You can use Amazon Redshift ML to automate data preparation, pre-processing, and selection of problem type as depicted in this blog post. In this post, we assume that you have a good understanding of your data and what problem type you want to use for your use case. We demonstrate how to use Amazon Redshift ML to solve a regression problem predicting bike rental counts. We also provide some best practices for creating test data, validating your model, and using it for inference. We also show you how you can use the SageMaker console to troubleshoot the training process as an advanced user.

Prerequisites

As a prerequisite for implementing the example in this post, you need to set up an Amazon Redshift cluster with ML enabled on it. For the preliminary steps to get started, see Create, train, and deploy machine learning models in Amazon Redshift using SQL with Amazon Redshift ML.

Solution overview

In this post, we use Amazon Redshift ML to build a regression model that predicts the number of people that may use the city of Toronto’s bike sharing service at any given hour of a day. The model accounts for various aspects, including holidays and weather conditions. Because we need to predict a numerical outcome, we create a regression model.

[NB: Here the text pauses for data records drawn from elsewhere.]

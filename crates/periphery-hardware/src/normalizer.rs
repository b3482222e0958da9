//! Raw descriptor to canonical peripheral record.
//!
//! The [`Normalizer`] combines a [`UsbDeviceDescriptor`] with the names from
//! the [`UsbIds`] database and the attributes resolved through an
//! [`AttributeResolver`] into a [`Peripheral`]. The record-building step
//! itself, [`build_peripheral`], is pure and deterministic.

use periphery_core::Peripheral;
use periphery_core::constants::INTERFACE_USB;
use tracing::{debug, trace};

use crate::traits::AttributeSource;
use crate::types::UsbDeviceDescriptor;
use crate::udev::AttributeResolver;
use crate::usb_ids::UsbIds;

/// Builds peripheral records from raw descriptors.
#[derive(Debug, Clone)]
pub struct Normalizer<A> {
    ids: UsbIds,
    resolver: AttributeResolver<A>,
}

impl<A: AttributeSource> Normalizer<A> {
    pub fn new(ids: UsbIds, resolver: AttributeResolver<A>) -> Self {
        Self { ids, resolver }
    }

    /// Build the record for one device.
    ///
    /// The serial number is looked up on the device's usbfs node; only when
    /// one is found is the secondary device directory scanned. Lookup
    /// failures leave the corresponding fields unset.
    pub async fn normalize(&self, descriptor: &UsbDeviceDescriptor) -> Peripheral {
        let device_path = descriptor.device_path();

        let serial_number = self.resolver.serial_number(&device_path).await;
        let video_device = match serial_number.as_deref() {
            Some(serial) => self.resolver.secondary_device(serial).await,
            None => None,
        };

        let peripheral = build_peripheral(&self.ids, descriptor, serial_number, video_device);
        debug!(
            identifier = %peripheral.identifier,
            name = %peripheral.name,
            classes = ?peripheral.classes,
            "Normalized USB device"
        );
        peripheral
    }
}

/// Classified class string of every alternate setting, deduplicated by the
/// classified string and kept in first-seen order.
pub fn classify_alt_settings(ids: &UsbIds, descriptor: &UsbDeviceDescriptor) -> Vec<String> {
    let mut classes: Vec<String> = Vec::new();

    for alt in descriptor.alt_settings() {
        trace!(
            setting = alt.setting,
            endpoints = ?alt.endpoints,
            "Inspecting alternate setting"
        );

        let class = ids.classify(alt.class_code, alt.sub_class_code, alt.protocol_code);
        if !classes.contains(&class) {
            classes.push(class);
        }
    }

    classes
}

/// Assemble the canonical record from a descriptor and resolved attributes.
pub fn build_peripheral(
    ids: &UsbIds,
    descriptor: &UsbDeviceDescriptor,
    serial_number: Option<String>,
    video_device: Option<String>,
) -> Peripheral {
    let usb_id = descriptor.usb_id();
    let identifier = usb_id.to_string();

    let vendor = ids.vendor_name(descriptor.vendor_id);
    let product = ids.product_name(descriptor.vendor_id, descriptor.product_id);
    let classes = classify_alt_settings(ids, descriptor);

    // Composite devices declare their classes per interface.
    let protocol = if descriptor.class_code != 0 {
        Some(ids.classify(
            descriptor.class_code,
            descriptor.sub_class_code,
            descriptor.protocol_code,
        ))
    } else {
        classes.first().cloned()
    };

    let name = match product {
        Some(product) => product.to_string(),
        None => usb_id.unnamed_label(),
    };

    let mut peripheral = Peripheral::new(identifier.as_str(), name)
        .with_description(describe(&identifier, product, protocol.as_deref()))
        .with_classes(classes)
        .with_device_path(descriptor.device_path());

    if let Some(vendor) = vendor {
        peripheral = peripheral.with_vendor(vendor);
    }
    if let Some(product) = product {
        peripheral = peripheral.with_product(product);
    }
    if let Some(serial_number) = serial_number {
        peripheral = peripheral.with_serial_number(serial_number);
    }
    if let Some(video_device) = video_device {
        peripheral = peripheral.with_video_device(video_device);
    }

    peripheral
}

fn describe(identifier: &str, product: Option<&str>, protocol: Option<&str>) -> String {
    let mut description = format!("{INTERFACE_USB} {identifier}");
    if let Some(product) = product {
        description.push(' ');
        description.push_str(product);
    }
    if let Some(protocol) = protocol {
        description.push_str(" - ");
        description.push_str(protocol);
    }
    description
}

We walk you through the following high-level steps:

  1. Input the raw data.
  2. Prepare the input data.
  3. Create the model.
  4. Validate the predictions.

Input the raw data

To prepare the raw data for this model, we populated three tables in Amazon Redshift using different public datasets.

Table Name Description Attribution
Ridership Bike Share Toronto Ridership Data for 2017 and 2018 Contains information licensed under the Open Government Licence – Toronto
Weather Government of Canada historical weather data for 2017 and 2018 Based on Environment and Climate Change Canada data
Holiday Historical holidays data by the University of Waterloo Contains information provided by the University of Waterloo under license on an “as is” basis

You can use the following script to create and load the data in these tables in Amazon Redshift, and use the Amazon Redshift Query Editor to run these SQL scripts:

CREATE TABLE IF NOT EXISTS ridership
( trip_id INT
, trip_duration_seconds INT
, trip_start_time timestamp
, trip_stop_time timestamp
, from_station_name VARCHAR(50)
, to_station_name VARCHAR(50)
, from_station_id SMALLINT
, to_station_id SMALLINT
, user_type VARCHAR(20)); CREATE TABLE IF NOT EXISTS weather
( longitude_x DECIMAL(5,2)
, latitude_y DECIMAL(5,2)
, station_name VARCHAR(20)
, climate_id BIGINT
, datetime_utc TIMESTAMP
, weather_year SMALLINT
, weather_month SMALLINT
, weather_day SMALLINT
, time_utc VARCHAR(5)
, temp_c DECIMAL(5,2)
, temp_flag VARCHAR(1)
, dew_point_temp_c DECIMAL(5,2)
, dew_point_temp_flag VARCHAR(1)
, rel_hum SMALLINT
, rel_hum_flag VARCHAR(1)
, precip_amount_mm DECIMAL(5,2)
, precip_amount_flag VARCHAR(1)
, wind_dir_10s_deg VARCHAR(10)
, wind_dir_flag VARCHAR(1)
, wind_spd_kmh VARCHAR(10)
, wind_spd_flag VARCHAR(1)
, visibility_km VARCHAR(10)
, visibility_flag VARCHAR(1)
, stn_press_kpa DECIMAL(5,2)
, stn_press_flag VARCHAR(1)
, hmdx SMALLINT
, hmdx_flag VARCHAR(1)
, wind_chill VARCHAR(10)
, wind_chill_flag VARCHAR(1)
, weather VARCHAR(10)); CREATE TABLE IF NOT EXISTS holiday
( holiday_date DATE
, description VARCHAR(100));

To load the data, use the following COPY commands. Replace the AWS Identity and Access Management (IAM) role with the IAM role that you created as part of the prerequisite steps earlier.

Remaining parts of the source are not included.